## [Excerpted records]
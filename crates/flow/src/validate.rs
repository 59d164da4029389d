//! Flow validation, run once per flow version.

use std::collections::{HashMap, HashSet, VecDeque};

use regex::Regex;
use rpa_core_types::{FlowId, NodeId, Variables};

use crate::errors::FlowError;
use crate::interpreter::Edge;
use crate::types::{ActionSpec, ExtractSource, Flow, FlowSettings, LoopMode, Node, NodeKind, VariableOp};

/// A flow that passed validation, with conditions compiled and node ordinals
/// precomputed for progress reporting.
#[derive(Debug, Clone)]
pub struct ValidatedFlow {
    flow: Flow,
    index: HashMap<NodeId, usize>,
    ordinals: HashMap<NodeId, usize>,
}

impl ValidatedFlow {
    pub fn flow(&self) -> &Flow {
        &self.flow
    }

    pub fn id(&self) -> &FlowId {
        &self.flow.id
    }

    pub fn version(&self) -> u32 {
        self.flow.version
    }

    pub fn start(&self) -> &NodeId {
        &self.flow.start
    }

    pub fn settings(&self) -> &FlowSettings {
        &self.flow.settings
    }

    pub fn defaults(&self) -> &Variables {
        &self.flow.defaults
    }

    pub fn node(&self, id: &NodeId) -> Option<&Node> {
        self.index.get(id).and_then(|pos| self.flow.nodes.get(*pos))
    }

    /// Number of nodes reachable from the start node.
    pub fn total_nodes(&self) -> usize {
        self.ordinals.len()
    }

    /// 1-based breadth-first position of a node, used for progress.
    pub fn ordinal(&self, id: &NodeId) -> Option<usize> {
        self.ordinals.get(id).copied()
    }

    /// Exit target of a loop header.
    pub fn loop_exit(&self, header: &NodeId) -> Option<&NodeId> {
        self.node(header).and_then(|node| node.on_success.first())
    }

    /// Whether moving `from -> to` along `edge` is permitted by the graph.
    pub fn allows(&self, from: &NodeId, to: &NodeId, edge: Edge) -> bool {
        let Some(node) = self.node(from) else {
            return false;
        };
        match (edge, &node.kind) {
            (Edge::Success, _) => node.on_success.contains(to),
            (Edge::Error, _) => node.on_error.contains(to),
            (Edge::False, NodeKind::Branch { on_false, .. }) => on_false.contains(to),
            (Edge::Body, NodeKind::Loop { body, .. }) => body == to,
            (Edge::Exit, NodeKind::Loop { .. }) => node.on_success.contains(to),
            (Edge::Continue, NodeKind::Continue) => {
                matches!(self.node(to).map(|n| &n.kind), Some(NodeKind::Loop { .. }))
            }
            (Edge::Break, NodeKind::Break) => self.flow.nodes.iter().any(|candidate| {
                matches!(candidate.kind, NodeKind::Loop { .. }) && candidate.on_success.first() == Some(to)
            }),
            _ => false,
        }
    }
}

/// Structural successors in the order used for ordinals.
fn successors(node: &Node) -> impl Iterator<Item = &NodeId> {
    let body = match &node.kind {
        NodeKind::Loop { body, .. } => Some(body),
        _ => None,
    };
    let on_false: &[NodeId] = match &node.kind {
        NodeKind::Branch { on_false, .. } => on_false,
        _ => &[],
    };
    body.into_iter()
        .chain(node.on_success.iter())
        .chain(on_false.iter())
        .chain(node.on_error.iter())
}

fn bfs<'a>(start: &'a NodeId, index: &HashMap<NodeId, usize>, nodes: &'a [Node]) -> Vec<&'a NodeId> {
    let mut seen: HashSet<&NodeId> = HashSet::new();
    let mut order = Vec::new();
    let mut queue = VecDeque::from([start]);
    seen.insert(start);
    while let Some(id) = queue.pop_front() {
        order.push(id);
        let Some(node) = index.get(id).and_then(|pos| nodes.get(*pos)) else {
            continue;
        };
        for next in successors(node) {
            if seen.insert(next) {
                queue.push_back(next);
            }
        }
    }
    order
}

pub fn validate(flow: &Flow) -> Result<ValidatedFlow, FlowError> {
    let mut problems = Vec::new();

    if flow.nodes.is_empty() {
        return Err(FlowError::Validation(format!("flow {} has no nodes", flow.id)));
    }
    if flow.settings.max_loop_iterations == 0 {
        problems.push("settings.max_loop_iterations must be positive".to_string());
    }
    if flow.settings.max_concurrent_instances == Some(0) {
        problems.push("settings.max_concurrent_instances must be positive".to_string());
    }

    let mut index = HashMap::new();
    for (pos, node) in flow.nodes.iter().enumerate() {
        if index.insert(node.id.clone(), pos).is_some() {
            problems.push(format!("duplicate node id {}", node.id));
        }
    }
    if !index.contains_key(&flow.start) {
        problems.push(format!("start node {} does not exist", flow.start));
    }

    let mut compiled = flow.clone();
    for node in compiled.nodes.iter_mut() {
        check_node(node, &index, &mut problems);
    }

    if problems.is_empty() {
        let reachable: HashSet<&NodeId> = bfs(&compiled.start, &index, &compiled.nodes).into_iter().collect();
        for node in &compiled.nodes {
            if !reachable.contains(&node.id) {
                problems.push(format!("node {} is unreachable from {}", node.id, compiled.start));
            }
        }
        for node in &compiled.nodes {
            if let NodeKind::Loop { body, .. } = &node.kind {
                if !body_returns(&node.id, body, &index, &compiled.nodes) {
                    problems.push(format!(
                        "loop {} body never leads back to the loop header or a break",
                        node.id
                    ));
                }
            }
        }
    }

    if !problems.is_empty() {
        return Err(FlowError::Validation(format!("flow {}: {}", flow.id, problems.join("; "))));
    }

    let ordinals = bfs(&compiled.start, &index, &compiled.nodes)
        .into_iter()
        .enumerate()
        .map(|(pos, id)| (id.clone(), pos + 1))
        .collect();

    Ok(ValidatedFlow {
        flow: compiled,
        index,
        ordinals,
    })
}

fn body_returns(header: &NodeId, body: &NodeId, index: &HashMap<NodeId, usize>, nodes: &[Node]) -> bool {
    bfs(body, index, nodes).into_iter().any(|id| {
        id == header
            || matches!(
                index.get(id).and_then(|pos| nodes.get(*pos)).map(|n| &n.kind),
                Some(NodeKind::Break | NodeKind::Continue)
            )
    })
}

fn check_node(node: &mut Node, index: &HashMap<NodeId, usize>, problems: &mut Vec<String>) {
    let id = node.id.clone();
    let edge = |label: &str, targets: &[NodeId], problems: &mut Vec<String>| {
        if targets.len() > 1 {
            problems.push(format!(
                "node {id} has {} {label} targets but does not support fan-out",
                targets.len()
            ));
        }
        for target in targets {
            if !index.contains_key(target) {
                problems.push(format!("node {id} {label} edge points to unknown node {target}"));
            }
        }
    };
    edge("on_success", &node.on_success, problems);
    edge("on_error", &node.on_error, problems);

    match &mut node.kind {
        NodeKind::Action { action } => check_action(&id, action, problems),
        NodeKind::Branch { condition, on_false } => {
            edge("on_false", on_false, problems);
            match condition.compile() {
                Ok(parsed) => *condition = parsed,
                Err(err) => problems.push(format!("node {id}: invalid condition: {err}")),
            }
        }
        NodeKind::Loop { mode, body } => {
            edge("body", std::slice::from_ref(body), problems);
            if body == &id {
                problems.push(format!("loop {id} uses itself as body"));
            }
            match mode {
                LoopMode::While(condition) => match condition.compile() {
                    Ok(parsed) => *condition = parsed,
                    Err(err) => problems.push(format!("loop {id}: invalid condition: {err}")),
                },
                LoopMode::Count { times, .. } if *times == 0 => {
                    problems.push(format!("loop {id}: times must be positive"))
                }
                LoopMode::ForEach { source, item, .. } if source.is_empty() || item.is_empty() => {
                    problems.push(format!("loop {id}: for_each needs source and item"))
                }
                _ => {}
            }
        }
        NodeKind::Break | NodeKind::Continue => {
            if !node.on_success.is_empty() || !node.on_error.is_empty() {
                problems.push(format!("node {id}: break/continue must not declare edges"));
            }
        }
        NodeKind::SetVariable { name, op } => {
            if name.trim().is_empty() {
                problems.push(format!("node {id}: variable name is empty"));
            }
            if let VariableOp::Increment { by } = op {
                if !by.is_finite() {
                    problems.push(format!("node {id}: increment must be finite"));
                }
            }
        }
        NodeKind::Extract { into, from } => {
            if into.trim().is_empty() {
                problems.push(format!("node {id}: extract target is empty"));
            }
            if let ExtractSource::Pattern { pattern, .. } = from {
                if let Err(err) = Regex::new(pattern) {
                    problems.push(format!("node {id}: invalid pattern: {err}"));
                }
            }
        }
        NodeKind::Fail { .. } => {}
    }
}

fn check_action(id: &NodeId, action: &ActionSpec, problems: &mut Vec<String>) {
    let blank = |text: &str| text.trim().is_empty();
    match action {
        ActionSpec::Navigate { url } if blank(url) => problems.push(format!("node {id}: navigate url is empty")),
        ActionSpec::Click { selector }
        | ActionSpec::Input { selector, .. }
        | ActionSpec::Select { selector, .. }
            if blank(selector) =>
        {
            problems.push(format!("node {id}: selector is empty"))
        }
        ActionSpec::Wait { ms, min_ms, max_ms } => match (ms, min_ms, max_ms) {
            (Some(_), None, None) => {}
            (None, Some(min), Some(max)) if min <= max => {}
            _ => problems.push(format!("node {id}: wait needs ms, or min_ms <= max_ms")),
        },
        ActionSpec::Screenshot { path } if blank(path) => {
            problems.push(format!("node {id}: screenshot path is empty"))
        }
        ActionSpec::ExternalCall { service, .. } if blank(service) => {
            problems.push(format!("node {id}: external call service is empty"))
        }
        ActionSpec::Custom { name, .. } if blank(name) => problems.push(format!("node {id}: custom action name is empty")),
        _ => {}
    }
}

#[cfg(test)]
mod tests {
    use super::*;
    use crate::condition::Condition;
    use crate::types::{ActionSpec, NodeKind};

    fn nav(id: &str) -> Node {
        Node::new(
            id,
            NodeKind::Action {
                action: ActionSpec::Navigate {
                    url: "https://example.com".into(),
                },
            },
        )
    }

    #[test]
    fn accepts_linear_flow_and_assigns_ordinals() {
        let flow = Flow::new("f", "a", vec![nav("a").then("b"), nav("b").then("c"), nav("c")]);
        let validated = validate(&flow).unwrap();
        assert_eq!(validated.total_nodes(), 3);
        assert_eq!(validated.ordinal(&NodeId::from("a")), Some(1));
        assert_eq!(validated.ordinal(&NodeId::from("c")), Some(3));
    }

    #[test]
    fn rejects_fan_out_and_dangling_edges() {
        let flow = Flow::new("f", "a", vec![nav("a").then("b").then("c"), nav("b"), nav("c").or_else("zz")]);
        let err = validate(&flow).unwrap_err().to_string();
        assert!(err.contains("fan-out"), "{err}");
        assert!(err.contains("unknown node zz"), "{err}");
    }

    #[test]
    fn rejects_unreachable_and_duplicates() {
        let flow = Flow::new("f", "a", vec![nav("a"), nav("orphan")]);
        assert!(validate(&flow).unwrap_err().to_string().contains("unreachable"));

        let dup = Flow::new("f", "a", vec![nav("a"), nav("a")]);
        assert!(validate(&dup).unwrap_err().to_string().contains("duplicate"));
    }

    #[test]
    fn compiles_expressions_and_rejects_bad_ones() {
        let ok = Flow::new(
            "f",
            "check",
            vec![
                Node::new(
                    "check",
                    NodeKind::Branch {
                        condition: Condition::Expr("n >= 2".into()),
                        on_false: vec![NodeId::from("b")],
                    },
                )
                .then("a"),
                nav("a"),
                nav("b"),
            ],
        );
        let validated = validate(&ok).unwrap();
        let node = validated.node(&NodeId::from("check")).unwrap();
        assert!(matches!(
            &node.kind,
            NodeKind::Branch { condition: Condition::Compare { .. }, .. }
        ));

        let mut bad = ok.clone();
        bad.nodes[0].kind = NodeKind::Branch {
            condition: Condition::Expr("n >=".into()),
            on_false: vec![],
        };
        assert!(validate(&bad).unwrap_err().to_string().contains("invalid condition"));
    }

    #[test]
    fn loop_body_must_return_to_header() {
        let open_loop = Flow::new(
            "f",
            "loop",
            vec![
                Node::new(
                    "loop",
                    NodeKind::Loop {
                        mode: LoopMode::Count { times: 2, counter: None },
                        body: NodeId::from("work"),
                    },
                )
                .then("done"),
                nav("work"),
                nav("done"),
            ],
        );
        assert!(validate(&open_loop).unwrap_err().to_string().contains("never leads back"));

        let mut closed = open_loop.clone();
        closed.nodes[1].on_success.push(NodeId::from("loop"));
        assert!(validate(&closed).is_ok());
    }

    #[test]
    fn rejects_malformed_configs() {
        let flow = Flow::new(
            "f",
            "a",
            vec![
                Node::new("a", NodeKind::Action { action: ActionSpec::Click { selector: " ".into() } }).then("b"),
                Node::new(
                    "b",
                    NodeKind::Extract {
                        into: "x".into(),
                        from: ExtractSource::Pattern {
                            text: "${page}".into(),
                            pattern: "(unclosed".into(),
                            group: None,
                        },
                    },
                ),
            ],
        );
        let err = validate(&flow).unwrap_err().to_string();
        assert!(err.contains("selector is empty"), "{err}");
        assert!(err.contains("invalid pattern"), "{err}");
    }
}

## [Exercise objective]
The answer should consist of the lines from the first line of the entries through the line with "and node ordinals", copied exactly.

## [Task result]
filename crates/flow/src/validate.rs
repository 59d164da4029389d
//! Flow validation, run once per flow version.

use std::collections::{HashMap, HashSet, VecDeque};

use regex::Regex;
use rpa_core_types::{FlowId, NodeId, Variables};

use crate::errors::FlowError;
use crate::interpreter::Edge;
use crate::types::{ActionSpec, ExtractSource, Flow, FlowSettings, LoopMode, Node, NodeKind, VariableOp};

/// A flow that passed validation, with conditions compiled and node ordinals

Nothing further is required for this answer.